Skin color determines to which of the 11 species does the chameleon belongs

The large colorful Madagascar jaguar chameleon belongs to a reptile family. Latest study regarding the animal’s exciting color veriations and DNA structures, revealed that there are 11 extraordinary species belonging to this animal group.

The jaguar chameleon’s sheer size is astonishing. Its normal length is around 45 cm (17.7 in.), while males can grow up to a length of 50 cm (19.7 in.).

The extraordinary reptile lives on a wide area in specific shorelines of Madagascar. However some people, individuals acquainted with jaguar chameleon raise them in other districts, and one of these is the nearby French island Réunion.

The University of Geneva, Switzerland research was led by Dr. Michel Milinkovitch. His research group did blood tests on 324 jaguar reptiles, which represents the entire species population in the island

Researchers then utilized a high-resolution colorful imaging process to record the blood tests. They sequenced and evaluated each of the reptiles’ colorful DNA in their lab.

Milinkovitch said that the DNA tests showed that there was a small interbreeding among the reptile population. The scientific examination of the 325 photographs demonstrated that minor color examples could tell individual chameleon’s hereditary origin, according to Sci-News.

These new scientific discoveries demonstrated that few “geographical population” ought to be classified as singular jaguar chameleon species.
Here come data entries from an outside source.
#[cfg(test)]
mod tests {
    use super::*;
    use crate::pkg::manifest::MANIFEST_NAME;
    use crate::pkg::testing::{commit, git, git_available, RecordingVcs};
    use std::fs;
    use tempfile::tempdir;

    /// Returns a fixed package list, calling `set_version` on each.
    struct StaticWalker {
        packages: Vec<String>,
        /// Prepended to every returned path, as a walker reporting directories would.
        prefix: Option<PathBuf>,
        saw_missing_handler: Option<bool>,
    }

    impl StaticWalker {
        fn new(packages: &[&str]) -> Self {
            Self {
                packages: packages.iter().map(ToString::to_string).collect(),
                prefix: None,
                saw_missing_handler: None,
            }
        }
    }

    impl ImportWalker for StaticWalker {
        fn resolve_all(
            &mut self,
            _deps: &[Dependency],
            missing: Option<&mut dyn MissingPackageHandler>,
            versions: &mut dyn VersionHandler,
        ) -> Result<Vec<String>, PkgError> {
            self.saw_missing_handler = Some(missing.is_some());
            for pkg in &self.packages {
                let _ = versions.set_version(pkg);
            }
            Ok(self
                .packages
                .iter()
                .map(|pkg| match &self.prefix {
                    Some(prefix) => prefix.join(pkg).to_string_lossy().into_owned(),
                    None => pkg.clone(),
                })
                .collect())
        }
    }

    fn installer(base: &Path, vcs: &Arc<RecordingVcs>) -> Installer {
        let shared: Arc<dyn Vcs> = vcs.clone();
        Installer::new(base).with_vcs(shared)
    }

    fn declare(vendor: &Path, root: &str, imports: &str) {
        let dir = vendor.join(root);
        fs::create_dir_all(&dir).unwrap();
        fs::write(
            dir.join(MANIFEST_NAME),
            format!(r#"{{"package": "{root}", "imports": [{imports}]}}"#),
        )
        .unwrap();
    }

    #[test]
    fn test_vendor_path_default_and_override() {
        let mut inst = Installer::new("/work/project");
        assert_eq!(inst.vendor_path(), PathBuf::from("/work/project/vendor"));
        inst.vendor = Some(PathBuf::from("/elsewhere"));
        assert_eq!(inst.vendor_path(), PathBuf::from("/elsewhere"));
    }

    #[test]
    fn test_install_empty_lock() {
        let project = tempdir().unwrap();
        let vcs = Arc::new(RecordingVcs::default());
        let inst = installer(project.path(), &vcs);

        let mut manifest = Manifest {
            imports: vec![Dependency::new("github.com/stale/repo")],
            ..Default::default()
        };
        inst.install(&Lockfile::default(), &mut manifest).unwrap();
        assert!(manifest.imports.is_empty());
        assert!(vcs.updated.lock().is_empty());
    }

    #[test]
    fn test_install_dispatches_locked() {
        let project = tempdir().unwrap();
        let vcs = Arc::new(RecordingVcs::default());
        let inst = installer(project.path(), &vcs);
        let lock = Lockfile::from_dependencies(
            "h",
            &[Dependency::new("github.com/a/a").with_reference("v1")],
            &[Dependency::new("github.com/t/t")],
        );

        let mut manifest = Manifest::default();
        inst.install(&lock, &mut manifest).unwrap();

        assert_eq!(manifest.imports[0].reference, "v1");
        let mut updated = vcs.updated.lock().clone();
        updated.sort();
        assert_eq!(updated, vec!["github.com/a/a", "github.com/t/t"]);
    }

    #[test]
    fn test_install_failure_keeps_locked_records() {
        let project = tempdir().unwrap();
        let vcs = Arc::new(RecordingVcs::failing(&["github.com/a/a"]));
        let inst = installer(project.path(), &vcs);
        let lock = Lockfile::from_dependencies(
            "h",
            &[
                Dependency::new("github.com/a/a").with_reference("v1"),
                Dependency::new("github.com/b/b").with_reference("v2"),
            ],
            &[Dependency::new("github.com/t/t")],
        );
        let mut manifest = Manifest::default();

        let err = inst.install(&lock, &mut manifest).unwrap_err();

        assert!(err.message().contains("github.com/a/a"));
        let names: Vec<&str> = manifest.imports.iter().map(|d| d.name.as_str()).collect();
        assert_eq!(names, vec!["github.com/a/a", "github.com/b/b"]);
        assert_eq!(manifest.dev_imports[0].name, "github.com/t/t");
        assert_eq!(vcs.updated.lock().len(), 3);
    }

    #[test]
    fn test_checkout_skips_dev_unless_asked() {
        let project = tempdir().unwrap();
        let vcs = Arc::new(RecordingVcs::default());
        let inst = installer(project.path(), &vcs);
        let manifest = Manifest {
            imports: vec![Dependency::new("github.com/a/a")],
            dev_imports: vec![Dependency::new("github.com/t/t")],
            ..Default::default()
        };

        inst.checkout(&manifest, false).unwrap();
        assert_eq!(*vcs.updated.lock(), vec!["github.com/a/a"]);

        inst.checkout(&manifest, true).unwrap();
        assert_eq!(vcs.updated.lock().len(), 3);
    }

    #[test]
    fn test_update_merges_and_dispatches() {
        let project = tempdir().unwrap();
        let vcs = Arc::new(RecordingVcs::default());
        let inst = installer(project.path(), &vcs);
        declare(
            &inst.vendor_path(),
            "github.com/a/a",
            r#"{"package": "github.com/b/b", "version": "v2"}"#,
        );
        let mut manifest = Manifest {
            imports: vec![Dependency::new("github.com/a/a")
                .with_reference("v1")
                .with_repository("https://mirror/a")],
            ..Default::default()
        };
        let mut walker = StaticWalker::new(&[
            "github.com/a/a",
            "github.com/a/a/x",
            "github.com/b/b",
        ]);

        inst.update_with(&mut manifest, &mut walker).unwrap();

        assert_eq!(walker.saw_missing_handler, Some(true));
        assert_eq!(manifest.imports.len(), 2);
        let a = &manifest.imports[0];
        assert_eq!(a.repository, "https://mirror/a");
        assert_eq!(a.reference, "v1");
        assert_eq!(a.subpackages, vec!["x"]);
        let b = &manifest.imports[1];
        assert_eq!(b.name, "github.com/b/b");
        assert_eq!(b.reference, "v2");
        assert_eq!(b.pin, "rev-v2");

        let mut updated = vcs.updated.lock().clone();
        updated.sort();
        assert_eq!(updated, vec!["github.com/a/a", "github.com/b/b"]);
    }

    #[test]
    fn test_update_locks_the_vendored_head() {
        if !git_available() {
            return;
        }
        let remotes = tempdir().unwrap();
        let x_remote = remotes.path().join("x");
        let v1 = commit(&x_remote, &[("x.go", "one")]);
        git(&x_remote, &["tag", "v1"]);
        commit(&x_remote, &[("x.go", "two")]);
        let a_remote = remotes.path().join("a");
        commit(
            &a_remote,
            &[(
                MANIFEST_NAME,
                r#"{"package": "github.com/org/a", "imports": [{"package": "github.com/org/x", "version": "v1"}]}"#,
            )],
        );

        let project = tempdir().unwrap();
        let mut inst = Installer::new(project.path());
        inst.home = project.path().join(".tether-home");
        inst.source_roots = Vec::new();
        let mut manifest = Manifest {
            imports: vec![
                Dependency::new("github.com/org/a").with_repository(a_remote.to_string_lossy()),
                Dependency::new("github.com/org/x")
                    .with_reference("master")
                    .with_repository(x_remote.to_string_lossy()),
            ],
            ..Default::default()
        };

        inst.update(&mut manifest).unwrap();
        let lock = inst.lock_from("hash", &manifest.imports, &[]);

        let x = lock
            .imports
            .iter()
            .find(|d| d.name == "github.com/org/x")
            .unwrap();
        let head = git(&inst.vendor_path().join("github.com/org/x"), &["rev-parse", "HEAD"]);
        assert_eq!(x.version, v1);
        assert_eq!(x.version, head);
    }

    #[test]
    fn test_update_failure_still_assigns_imports() {
        let project = tempdir().unwrap();
        let vcs = Arc::new(RecordingVcs::failing(&["github.com/b/b"]));
        let inst = installer(project.path(), &vcs);
        let mut manifest = Manifest {
            imports: vec![Dependency::new("github.com/a/a")],
            ..Default::default()
        };
        let mut walker = StaticWalker::new(&["github.com/a/a", "github.com/b/b"]);

        let err = inst.update_with(&mut manifest, &mut walker).unwrap_err();

        assert!(err.message().contains("github.com/b/b"));
        assert_eq!(manifest.imports.len(), 2);
    }

    #[test]
    fn test_update_requires_project_dir() {
        let vcs = Arc::new(RecordingVcs::default());
        let inst = installer(Path::new("/nonexistent/tether/project"), &vcs);
        let mut manifest = Manifest {
            imports: vec![Dependency::new("github.com/a/a")],
            ..Default::default()
        };

        let err = inst.update(&mut manifest).unwrap_err();
        assert_eq!(err.code(), "PKG_RESOLVER_INIT_FAILED");
        assert!(vcs.updated.lock().is_empty());
    }

    #[test]
    fn test_list_does_not_dispatch() {
        let project = tempdir().unwrap();
        let vcs = Arc::new(RecordingVcs::default());
        let inst = installer(project.path(), &vcs);
        let mut manifest = Manifest {
            imports: vec![Dependency::new("github.com/a/a")],
            ..Default::default()
        };
        let mut walker = StaticWalker::new(&["github.com/a/a", "github.com/c/c/sub"]);
        walker.prefix = Some(inst.vendor_path());

        let deps = inst.list_with(&mut manifest, &mut walker).unwrap();

        assert_eq!(walker.saw_missing_handler, Some(false));
        let names: Vec<&str> = deps.iter().map(|d| d.name.as_str()).collect();
        assert_eq!(names, vec!["github.com/a/a", "github.com/c/c"]);
        assert_eq!(deps[1].subpackages, vec!["sub"]);
        assert!(vcs.updated.lock().is_empty());
        assert!(vcs.fetched.lock().is_empty());
    }

    #[test]
    fn test_list_walks_vendored_manifests() {
        let project = tempdir().unwrap();
        let vcs = Arc::new(RecordingVcs::default());
        let inst = installer(project.path(), &vcs);
        declare(
            &inst.vendor_path(),
            "github.com/a/a",
            r#"{"package": "github.com/b/b"}"#,
        );
        fs::create_dir_all(inst.vendor_path().join("github.com/b/b")).unwrap();
        let mut manifest = Manifest {
            imports: vec![Dependency::new("github.com/a/a")],
            ..Default::default()
        };

        let deps = inst.list(&mut manifest).unwrap();

        let names: Vec<&str> = deps.iter().map(|d| d.name.as_str()).collect();
        assert_eq!(names, vec!["github.com/a/a", "github.com/b/b"]);
        assert_eq!(manifest.imports, deps);
    }

    #[test]
    fn test_lock_from_pins_vendored() {
        let project = tempdir().unwrap();
        let vcs = Arc::new(RecordingVcs::default());
        let inst = installer(project.path(), &vcs);
        fs::create_dir_all(inst.vendor_path().join("github.com/b/b")).unwrap();

        let mut pinned = Dependency::new("github.com/a/a").with_reference("v1");
        pinned.pin = "abc123".to_string();
        let lock = inst.lock_from(
            "hash",
            &[
                pinned,
                Dependency::new("github.com/b/b").with_reference("master"),
                Dependency::new("github.com/c/c").with_reference("v3"),
            ],
            &[],
        );

        let versions: Vec<&str> = lock.imports.iter().map(|d| d.version.as_str()).collect();
        assert_eq!(versions, vec!["abc123", "head-b", "v3"]);
        assert_eq!(lock.hash, "hash");
    }
}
Without a doubt the most extraordinary characteristics of the jaguar chameleon is its highly attractive color. Its skin color difference represents the reptile’s territory which include living red, orange, and blue. This remarkable characteristic separates the chameleon from other reptile sorts, according to Gizmodo.

The scientists likewise made a classification of chameleon colors. This allows researchers the ability to distinguish chameleon species by using just a naked eye.

This new “biodiversity management” strategy will help in the chameleon protection program in Madagascar, that is being threatened due to extensive destruction of the forest and of their habitat.